Pioneer Natural Resources Company
1400 Williams Square West
5205 North O'Connor Boulevard
Irving, Texas  75039

Ladies and Gentlemen:

         We have acted as counsel for Pioneer Natural Resources Company, a
Delaware corporation (the "COMPANY"), in connection with the Company's
registration under the Securities Act of 1933, as amended (the "ACT"), of
3,553,033 shares of common stock, par value $0.01 per share (the "SHARES"), of
the Company pursuant to the Company's Registration Statement on Form S-8 (the
"REGISTRATION STATEMENT") filed with the Securities and Exchange Commission
(the "COMMISSION") on September 5, 1997.

         In reaching the opinions set forth herein, we have examined and are
familiar with originals or copies, certified or otherwise identified to our
satisfaction, of such documents and records of the Company and such statutes,
regulations and other instruments as we deemed necessary or advisable for
purposes of this opinion, including (i) the Registration Statement, (ii) the
Restated Certificate of Incorporation of the Company, as filed with the
Secretary of State of the State of Delaware, (iii) the Bylaws of the Company,
and (iv) certain minutes of meetings of, and resolutions adopted by, the Board
of Directors of the Company.

         We have assumed that (i) all information contained in all documents we
reviewed is true, correct and complete, (ii) all signatures on all documents we
reviewed are genuine, (iii) all documents submitted to us as originals are true
and complete, (iv) all documents submitted to us as copies are true and
complete copies of the originals thereof, and (v) all persons executing and
delivering the documents we examined were competent to execute and deliver such
documents.

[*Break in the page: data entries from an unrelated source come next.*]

//! Shared helpers for driving the assembled router.

#![allow(dead_code)]

use axum::{
    body::Body,
    extract::ConnectInfo,
    http::{header, HeaderMap, Request, StatusCode},
    Router,
};
use folio_core::api::{build_router, AppState, Pipeline};
use folio_core::middleware::{AuthConfig, Authenticator, LogRecord, LogSink, LoggerLayer};
use folio_core::store::{MemoryUploadStore, MemoryUserRepository, MemoryWorkRepository};
use parking_lot::Mutex;
use serde_json::Value;
use std::net::SocketAddr;
use std::sync::Arc;
use tower::ServiceExt;

pub const SECRET: &str = "integration-secret";

/// Sink that keeps every record it receives.
#[derive(Default)]
pub struct CollectingSink {
    records: Mutex<Vec<LogRecord>>,
}

impl CollectingSink {
    pub fn records(&self) -> Vec<LogRecord> {
        self.records.lock().clone()
    }
}

impl LogSink for CollectingSink {
    fn emit(&self, record: &LogRecord) {
        self.records.lock().push(record.clone());
    }
}

pub struct TestApp {
    pub router: Router,
    pub state: AppState,
    pub sink: Arc<CollectingSink>,
}

pub fn state() -> AppState {
    AppState {
        users: Arc::new(MemoryUserRepository::new()),
        works: Arc::new(MemoryWorkRepository::new()),
        uploads: Arc::new(MemoryUploadStore::new()),
        authenticator: Arc::new(
            Authenticator::new(AuthConfig::builder().jwt_secret(SECRET).build()).unwrap(),
        ),
        max_file_size: 5 * 1024 * 1024,
    }
}

/// Router with default pipeline stages plus a collecting log sink.
pub fn app() -> TestApp {
    app_with(Pipeline::default())
}

pub fn app_with(pipeline: Pipeline) -> TestApp {
    app_with_state(state(), pipeline)
}

pub fn app_with_state(state: AppState, mut pipeline: Pipeline) -> TestApp {
    let sink = Arc::new(CollectingSink::default());
    pipeline.logger = LoggerLayer::new().with_sink(sink.clone());
    TestApp {
        router: build_router(state.clone(), pipeline),
        state,
        sink,
    }
}

pub struct TestResponse {
    pub status: StatusCode,
    pub headers: HeaderMap,
    pub body: Value,
}

impl TestApp {
    pub async fn send(&self, request: Request<Body>) -> TestResponse {
        let response = self.router.clone().oneshot(request).await.unwrap();
        let status = response.status();
        let headers = response.headers().clone();
        let bytes = axum::body::to_bytes(response.into_body(), usize::MAX)
            .await
            .unwrap();
        let body = if bytes.is_empty() {
            Value::Null
        } else {
            serde_json::from_slice(&bytes)
                .unwrap_or_else(|_| Value::String(String::from_utf8_lossy(&bytes).into_owned()))
        };
        TestResponse {
            status,
            headers,
            body,
        }
    }
}

pub fn get(uri: &str) -> Request<Body> {
    Request::builder().uri(uri).body(Body::empty()).unwrap()
}

pub fn empty(method: &str, uri: &str) -> Request<Body> {
    Request::builder()
        .method(method)
        .uri(uri)
        .body(Body::empty())
        .unwrap()
}

pub fn json(method: &str, uri: &str, body: &Value) -> Request<Body> {
    Request::builder()
        .method(method)
        .uri(uri)
        .header(header::CONTENT_TYPE, "application/json")
        .body(Body::from(body.to_string()))
        .unwrap()
}

pub fn bearer(mut request: Request<Body>, token: &str) -> Request<Body> {
    request.headers_mut().insert(
        header::AUTHORIZATION,
        format!("Bearer {token}").parse().unwrap(),
    );
    request
}

/// Attach the socket peer the way `into_make_service_with_connect_info` does.
pub fn from_peer(mut request: Request<Body>, peer: &str) -> Request<Body> {
    let addr: SocketAddr = peer.parse().unwrap();
    request.extensions_mut().insert(ConnectInfo(addr));
    request
}

pub fn cookie(mut request: Request<Body>, token: &str) -> Request<Body> {
    request
        .headers_mut()
        .insert(header::COOKIE, format!("token={token}").parse().unwrap());
    request
}

/// Multipart body with an optional `path` text part and one `file` part.
pub fn multipart(
    method: &str,
    uri: &str,
    path: Option<&str>,
    file_name: &str,
    content_type: &str,
    data: &[u8],
) -> Request<Body> {
    const BOUNDARY: &str = "TESTBOUNDARY";
    let mut body = Vec::new();
    if let Some(path) = path {
        body.extend_from_slice(
            format!("--{BOUNDARY}\r\nContent-Disposition: form-data; name=\"path\"\r\n\r\n{path}\r\n")
                .as_bytes(),
        );
    }
    body.extend_from_slice(
        format!(
            "--{BOUNDARY}\r\nContent-Disposition: form-data; name=\"file\"; filename=\"{file_name}\"\r\nContent-Type: {content_type}\r\n\r\n"
        )
        .as_bytes(),
    );
    body.extend_from_slice(data);
    body.extend_from_slice(format!("\r\n--{BOUNDARY}--\r\n").as_bytes());

    Request::builder()
        .method(method)
        .uri(uri)
        .header(
            header::CONTENT_TYPE,
            format!("multipart/form-data; boundary={BOUNDARY}"),
        )
        .body(Body::from(body))
        .unwrap()
}

/// Sign up `username` through the API and return the issued token.
pub async fn sign_up(app: &TestApp, username: &str) -> String {
    let response = app
        .send(json(
            "POST",
            "/api/auth/signup",
            &serde_json::json!({
                "username": username,
                "password": "correct horse",
                "name": "Test User",
                "email": format!("{username}@example.com"),
            }),
        ))
        .await;
    assert_eq!(response.status, StatusCode::CREATED, "{}", response.body);
    response.body["token"].as_str().unwrap().to_string()
}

In addition, we have assumed that, upon exercise of the stock
options pursuant to which the Shares will be issued (the "OPTIONS"), (i) the
Shares will be issued in accordance with the Company's Long- Term Incentive
Plan (the "LONG-TERM INCENTIVE PLAN"), (ii) the full consideration for each
Share shall be paid to the Company and in no event will be less than the par
value for each Share, and (iii)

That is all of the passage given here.